Hitler though, sensing he could get a lot more, wanted to put German soldiers in Sudeten and that Czechoslovakian army had to leave by 28 Sept 1938. This caused a crisis resulting in the Munich Conference of 29 Sep 1938. In attendance were British prime minister Neville Chamberlain, French premier Édouard Daladier, and Italian dictator Benito Mussolini. Mussolini presented a plan (that imitated a German proposal) which allowed German military occupation and an international commission to resolve disputes. It was formally agreed to on 30 Sep 1938. Czechoslovakia was presented with this agreement and had no choice but to accept or face immediate invasion. Chamberlain would get Hitler to sign a treaty and proclaim later, upon arrival in Britain, that he delivered “peace for our time.”

Aftermath
Germany acquired not only territory but the industrial resources that it needed (raw ore, steel and iron production, electrical plants). Czechoslovakia was diminished as a result. While many in public in Britain and France heralded the agreement as avoiding war, there were warnings it was wrong. Winston Churchill was critical of the deal and how they had abandoned Czechoslovakia to Hitler. The British Labor Party opposed the deal as well. A view began to emerge and would continue long after, that Britain and France wanted to get out of the military pact as they were not ready for war. Was Hitler bluffing or not also is discussed as well. The evidence is that Germany could have invaded but got what it wanted without firing a shot. And it was handed to Hitler on a platter by two powers that in the last war had been Germany’s enemies. It could not have been a greater present for Hitler.

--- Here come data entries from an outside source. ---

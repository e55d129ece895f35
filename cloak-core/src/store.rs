//! Message records and the durable-log codec. The host owns the files; this
//! module owns the format and the replay transforms.
//!
//! Format: one JSON array of message records per identity. Reads must
//! tolerate an empty or corrupt file by yielding an empty sequence.

use std::collections::HashMap;

use serde::{Deserialize, Serialize};

use crate::identity::PeerId;
use crate::proto::ChannelMessage;

/// Delivery state of a persisted message. `Pending` messages have not yet
/// been acknowledged as sent over an open channel and are replayed whenever
/// the owning session's channel opens.
#[derive(Debug, Clone, Copy, PartialEq, Eq, Serialize, Deserialize)]
#[serde(rename_all = "lowercase")]
pub enum DeliveryState {
    Pending,
    Delivered,
}

/// One chat message as persisted and mirrored in memory.
#[derive(Debug, Clone, PartialEq, Serialize, Deserialize)]
pub struct Message {
    pub content: String,
    pub sender: PeerId,
    pub timestamp: u64,
    #[serde(default = "default_sub_type")]
    pub sub_type: String,
    #[serde(default = "default_delivery")]
    pub delivery: DeliveryState,
}

fn default_sub_type() -> String {
    "text".to_string()
}

fn default_delivery() -> DeliveryState {
    DeliveryState::Delivered
}

impl Message {
    pub fn text(content: impl Into<String>, sender: PeerId, timestamp: u64) -> Self {
        Message {
            content: content.into(),
            sender,
            timestamp,
            sub_type: default_sub_type(),
            delivery: DeliveryState::Pending,
        }
    }

    /// Idempotent identity of a message: content + timestamp + sender. Replay
    /// of a persisted message is indistinguishable from a true duplicate by
    /// anything finer than this key.
    pub fn replay_key(&self) -> (&str, u64, &PeerId) {
        (&self.content, self.timestamp, &self.sender)
    }

    /// The wire form sent over the primary channel.
    pub fn to_channel_message(&self) -> ChannelMessage {
        ChannelMessage::Chat {
            content: self.content.clone(),
            sender: self.sender.clone(),
            timestamp: self.timestamp,
            sub_type: self.sub_type.clone(),
        }
    }
}

#[derive(Debug, thiserror::Error)]
pub enum StoreError {
    #[error("json error: {0}")]
    Json(#[from] serde_json::Error),
}

/// Parse a durable log. Empty, partial or corrupt content yields an empty
/// sequence; errors never cross this boundary.
pub fn decode_history(bytes: &[u8]) -> Vec<Message> {
    if bytes.is_empty() {
        return Vec::new();
    }
    serde_json::from_slice(bytes).unwrap_or_default()
}

pub fn encode_history(history: &[Message]) -> Result<Vec<u8>, StoreError> {
    Ok(serde_json::to_vec(history)?)
}

/// The messages that must be replayed on reconnect, in log order.
pub fn pending(history: &[Message]) -> Vec<Message> {
    history
        .iter()
        .filter(|m| m.delivery == DeliveryState::Pending)
        .cloned()
        .collect()
}

/// Rewrite-as-delivered transform applied after a successful replay.
pub fn mark_all_delivered(history: &mut [Message]) {
    for m in history {
        m.delivery = DeliveryState::Delivered;
    }
}

/// Cached contact metadata learned from profile sync, keyed by identity.
#[derive(Debug, Clone, Default, PartialEq, Serialize, Deserialize)]
pub struct ContactMeta {
    #[serde(default)]
    pub alias: Option<String>,
    #[serde(default)]
    pub photo: Option<String>,
    #[serde(default)]
    pub updated_at: u64,
}

pub type ContactCache = HashMap<PeerId, ContactMeta>;

/// Same tolerance rules as [`decode_history`].
pub fn decode_contacts(bytes: &[u8]) -> ContactCache {
    if bytes.is_empty() {
        return ContactCache::new();
    }
    serde_json::from_slice(bytes).unwrap_or_default()
}

pub fn encode_contacts(cache: &ContactCache) -> Result<Vec<u8>, StoreError> {
    Ok(serde_json::to_vec(cache)?)
}
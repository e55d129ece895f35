//! Cloak node daemon: relay signaling, direct peer channels, durable chat
//! logs and parallel large-object transfer.

mod config;
mod cptp;
mod driver;
mod relay;
mod store;
mod transport;

use std::path::Path;

use anyhow::Context;
use cloak_core::identity::{PeerId, Profile};
use serde::{Deserialize, Serialize};
use tokio::net::TcpListener;
use tracing::{info, warn};
use tracing_subscriber::prelude::*;

use crate::driver::{Command, UiEvent};

const VERSION: &str = env!("CARGO_PKG_VERSION");

#[tokio::main]
async fn main() -> anyhow::Result<()> {
    for arg in std::env::args().skip(1) {
        if arg == "--version" || arg == "-V" {
            println!("cloak-node {VERSION}");
            return Ok(());
        }
    }

    let env_filter = tracing_subscriber::EnvFilter::try_from_default_env()
        .unwrap_or_else(|_| tracing_subscriber::EnvFilter::new("cloak=info,warn"));
    tracing_subscriber::registry()
        .with(tracing_subscriber::fmt::layer())
        .with(env_filter)
        .init();

    let cfg = config::load();
    let (local_id, profile) = load_identity(&cfg.data_dir(), cfg.zero_trace).await?;
    info!(peer_id = %local_id, alias = %profile.alias, "starting cloak node");

    let listener = TcpListener::bind(("0.0.0.0", cfg.listen_port))
        .await
        .with_context(|| format!("bind transport listener on port {}", cfg.listen_port))?;
    info!(addr = %listener.local_addr()?, relay = %cfg.relay_addr, "transport listening");

    let mut node = driver::spawn(cfg, local_id, profile, listener);

    let shutdown = shutdown_signal();
    tokio::pin!(shutdown);
    loop {
        tokio::select! {
            _ = &mut shutdown => {
                info!("shutdown signal received");
                let _ = node.commands.send(Command::Shutdown);
                break;
            }
            Some(event) = node.ui.recv() => log_event(event),
        }
    }
    Ok(())
}

#[derive(Serialize, Deserialize)]
#[serde(rename_all = "camelCase")]
struct StoredIdentity {
    peer_id: PeerId,
    profile: Profile,
}

/// Load the persisted identity, or generate one. In no-trace mode the
/// identity is ephemeral and never written.
async fn load_identity(data_dir: &Path, zero_trace: bool) -> anyhow::Result<(PeerId, Profile)> {
    let path = data_dir.join("identity.json");
    if let Ok(bytes) = tokio::fs::read(&path).await {
        let stored: StoredIdentity =
            serde_json::from_slice(&bytes).context("parse identity file")?;
        return Ok((stored.peer_id, stored.profile));
    }
    let peer_id = PeerId::generate();
    let profile = Profile::new("anonymous");
    if !zero_trace {
        tokio::fs::create_dir_all(data_dir).await?;
        let stored = StoredIdentity {
            peer_id: peer_id.clone(),
            profile: profile.clone(),
        };
        tokio::fs::write(&path, serde_json::to_vec_pretty(&stored)?).await?;
        info!(path = %path.display(), "generated new identity");
    }
    Ok((peer_id, profile))
}

fn log_event(event: UiEvent) {
    match event {
        UiEvent::ChannelOpen { peer } => info!(%peer, "channel open"),
        UiEvent::ChannelClosed { peer } => info!(%peer, "channel closed"),
        UiEvent::PeerOffline { peer } => info!(%peer, "peer offline"),
        UiEvent::RelayClosed => warn!("relay connection closed"),
        UiEvent::RelayRejected { message } => warn!(%message, "relay rejected the session"),
        UiEvent::MessageReceived { peer, message } => {
            info!(%peer, timestamp = message.timestamp, "message received")
        }
        UiEvent::TransferStarted {
            peer,
            file_name,
            file_size,
            ..
        } => info!(%peer, %file_name, file_size, "incoming transfer"),
        UiEvent::TransferComplete { peer, path, .. } => {
            info!(%peer, path = %path.display(), "transfer complete")
        }
        UiEvent::TransferSent { peer, .. } => info!(%peer, "transfer sent"),
        UiEvent::TransferFailed { reason, .. } => warn!(%reason, "transfer failed"),
    }
}

/// Wait for Ctrl+C or SIGTERM (Unix).
async fn shutdown_signal() {
    #[cfg(unix)]
    {
        use tokio::signal::unix::{signal, SignalKind};
        match signal(SignalKind::terminate()) {
            Ok(mut sigterm) => {
                tokio::select! {
                    _ = tokio::signal::ctrl_c() => {}
                    _ = sigterm.recv() => {}
                }
            }
            Err(_) => {
                let _ = tokio::signal::ctrl_c().await;
            }
        }
    }
    #[cfg(not(unix))]
    {
        let _ = tokio::signal::ctrl_c().await;
    }
}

Czechoslovakia was doomed by the pact. In October 1938, it was forced to hand over under the Vienna Award territory in its south to Hungary and a small concession to Poland. In March 1939, after Slovakia seceded to become a pro-German state, Hitler demanded Czechoslovakia accede to German occupation, which it did. Czechoslovakia then became a protectorate of the Third Reich. Churchill’s warning had come true. With his policy of appeasement now deemed a total failure, Neville Chamberlain realized that it was time to mobilize for war. The French would likewise make preparations (but so entrenched was the avoidance of total war doctrine failed to act when it had the option to do so when most of the German army was invading Poland). In September 1939, World War II would officially begin with the invasion of Poland and declaration of war by Britain and France on Germany.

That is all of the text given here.